[DIRECTIONS] Read the lines of the data below and retrieve those with "RelativeLogDir".

+---+

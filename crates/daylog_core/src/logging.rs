//! File logging bootstrap.
//!
//! # Responsibility
//! - Start one rolling file logger per process.
//! - Capture panics as sanitized, metadata-only log events.
//!
//! # Invariants
//! - Repeated init with the same level and directory is a no-op.
//! - Switching level or directory after init is rejected.
//! - Engine events carry ids, dates and counters only; user text is never
//!   logged.

use crate::config::CoreConfig;
use flexi_logger::{
    Cleanup, Criterion, FileSpec, LogSpecification, Logger, LoggerHandle, Naming, WriteMode,
};
use log::{error, info, LevelFilter};
use once_cell::sync::OnceCell;
use std::error::Error;
use std::fmt::{Display, Formatter};
use std::path::{Path, PathBuf};

const LOG_FILE_BASENAME: &str = "daylog";
const MAX_LOG_FILE_SIZE_BYTES: u64 = 10 * 1024 * 1024;
const MAX_LOG_FILES: usize = 5;
const MAX_PANIC_PAYLOAD_CHARS: usize = 160;

static LOGGING_STATE: OnceCell<LoggingState> = OnceCell::new();
static PANIC_HOOK_INSTALLED: OnceCell<()> = OnceCell::new();

struct LoggingState {
    level: LevelFilter,
    log_dir: PathBuf,
    _logger: LoggerHandle,
}

/// Logging bootstrap failures.
#[derive(Debug)]
pub enum LoggingError {
    UnsupportedLevel(String),
    RelativeLogDir(PathBuf),
    CreateDir { path: PathBuf, message: String },
    Backend(String),
    /// Logging already runs with a different level or directory.
    AlreadyInitialized {
        level: LevelFilter,
        log_dir: PathBuf,
    },
}

impl Display for LoggingError {
    fn fmt(&self, f: &mut Formatter<'_>) -> std::fmt::Result {
        match self {
            Self::UnsupportedLevel(level) => write!(
                f,
                "unsupported log level `{level}`; expected trace|debug|info|warn|error"
            ),
            Self::RelativeLogDir(path) => {
                write!(f, "log_dir must be an absolute path, got `{}`", path.display())
            }
            Self::CreateDir { path, message } => write!(
                f,
                "failed to create log directory `{}`: {message}",
                path.display()
            ),
            Self::Backend(message) => write!(f, "failed to start logger: {message}"),
            Self::AlreadyInitialized { level, log_dir } => write!(
                f,
                "logging already initialized with level `{level}` at `{}`",
                log_dir.display()
            ),
        }
    }
}

impl Error for LoggingError {}

/// Starts file logging from process configuration.
pub fn init_from_config(config: &CoreConfig) -> Result<(), LoggingError> {
    init_logging(&config.log_level, &config.log_dir)
}

/// Starts file logging at `level` under `log_dir`.
///
/// # Errors
/// - `level` is not one of trace|debug|info|warn|error.
/// - `log_dir` is relative or cannot be created.
/// - Logging already runs with another level or directory.
pub fn init_logging(level: &str, log_dir: &Path) -> Result<(), LoggingError> {
    let level = parse_level(level)?;
    if !log_dir.is_absolute() {
        return Err(LoggingError::RelativeLogDir(log_dir.to_path_buf()));
    }

    let state = LOGGING_STATE.get_or_try_init(|| start_logger(level, log_dir))?;
    if state.level != level || state.log_dir != log_dir {
        return Err(LoggingError::AlreadyInitialized {
            level: state.level,
            log_dir: state.log_dir.clone(),
        });
    }
    Ok(())
}

/// Returns `(level, log_dir)` once logging is active.
pub fn logging_status() -> Option<(LevelFilter, PathBuf)> {
    LOGGING_STATE
        .get()
        .map(|state| (state.level, state.log_dir.clone()))
}

/// `debug` for debug builds, `info` for release builds.
pub fn default_log_level() -> &'static str {
    if cfg!(debug_assertions) {
        "debug"
    } else {
        "info"
    }
}

fn start_logger(level: LevelFilter, log_dir: &Path) -> Result<LoggingState, LoggingError> {
    std::fs::create_dir_all(log_dir).map_err(|err| LoggingError::CreateDir {
        path: log_dir.to_path_buf(),
        message: err.to_string(),
    })?;

    let logger = Logger::with(LogSpecification::builder().default(level).build())
        .log_to_file(
            FileSpec::default()
                .directory(log_dir)
                .basename(LOG_FILE_BASENAME),
        )
        .rotate(
            Criterion::Size(MAX_LOG_FILE_SIZE_BYTES),
            Naming::Numbers,
            Cleanup::KeepLogFiles(MAX_LOG_FILES),
        )
        .write_mode(WriteMode::BufferAndFlush)
        .append()
        .format_for_files(flexi_logger::detailed_format)
        .start()
        .map_err(|err| LoggingError::Backend(err.to_string()))?;

    install_panic_hook_once();
    info!(
        "event=logging_init module=logging status=ok level={} version={} log_dir={}",
        level,
        env!("CARGO_PKG_VERSION"),
        log_dir.display()
    );

    Ok(LoggingState {
        level,
        log_dir: log_dir.to_path_buf(),
        _logger: logger,
    })
}

fn parse_level(level: &str) -> Result<LevelFilter, LoggingError> {
    match level.trim().to_ascii_lowercase().as_str() {
        "trace" => Ok(LevelFilter::Trace),
        "debug" => Ok(LevelFilter::Debug),
        "info" => Ok(LevelFilter::Info),
        "warn" | "warning" => Ok(LevelFilter::Warn),
        "error" => Ok(LevelFilter::Error),
        other => Err(LoggingError::UnsupportedLevel(other.to_string())),
    }
}

fn install_panic_hook_once() {
    if PANIC_HOOK_INSTALLED.set(()).is_err() {
        return;
    }

    let previous_hook = std::panic::take_hook();
    std::panic::set_hook(Box::new(move |panic_info| {
        let location = panic_info
            .location()
            .map(|loc| format!("{}:{}", loc.file(), loc.line()))
            .unwrap_or_else(|| "unknown".to_string());
        let payload = if let Some(message) = panic_info.payload().downcast_ref::<&str>() {
            (*message).to_string()
        } else if let Some(message) = panic_info.payload().downcast_ref::<String>() {
            message.clone()
        } else {
            "non-string panic payload".to_string()
        };
        error!(
            "event=panic_captured module=logging status=error location={} payload={}",
            location,
            sanitize_message(&payload, MAX_PANIC_PAYLOAD_CHARS)
        );
        previous_hook(panic_info);
    }));
}

/// Flattens newlines and caps length so panic text stays one short line.
fn sanitize_message(value: &str, max_chars: usize) -> String {
    let normalized = value.replace(['\n', '\r'], " ");
    let mut truncated = normalized.chars().take(max_chars).collect::<String>();
    if normalized.chars().count() > max_chars {
        truncated.push_str("...");
    }
    truncated
}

+---+

[ANSWER BOX]
    RelativeLogDir(PathBuf),
            Self::RelativeLogDir(path) => {
        return Err(LoggingError::RelativeLogDir(log_dir.to_path_buf()));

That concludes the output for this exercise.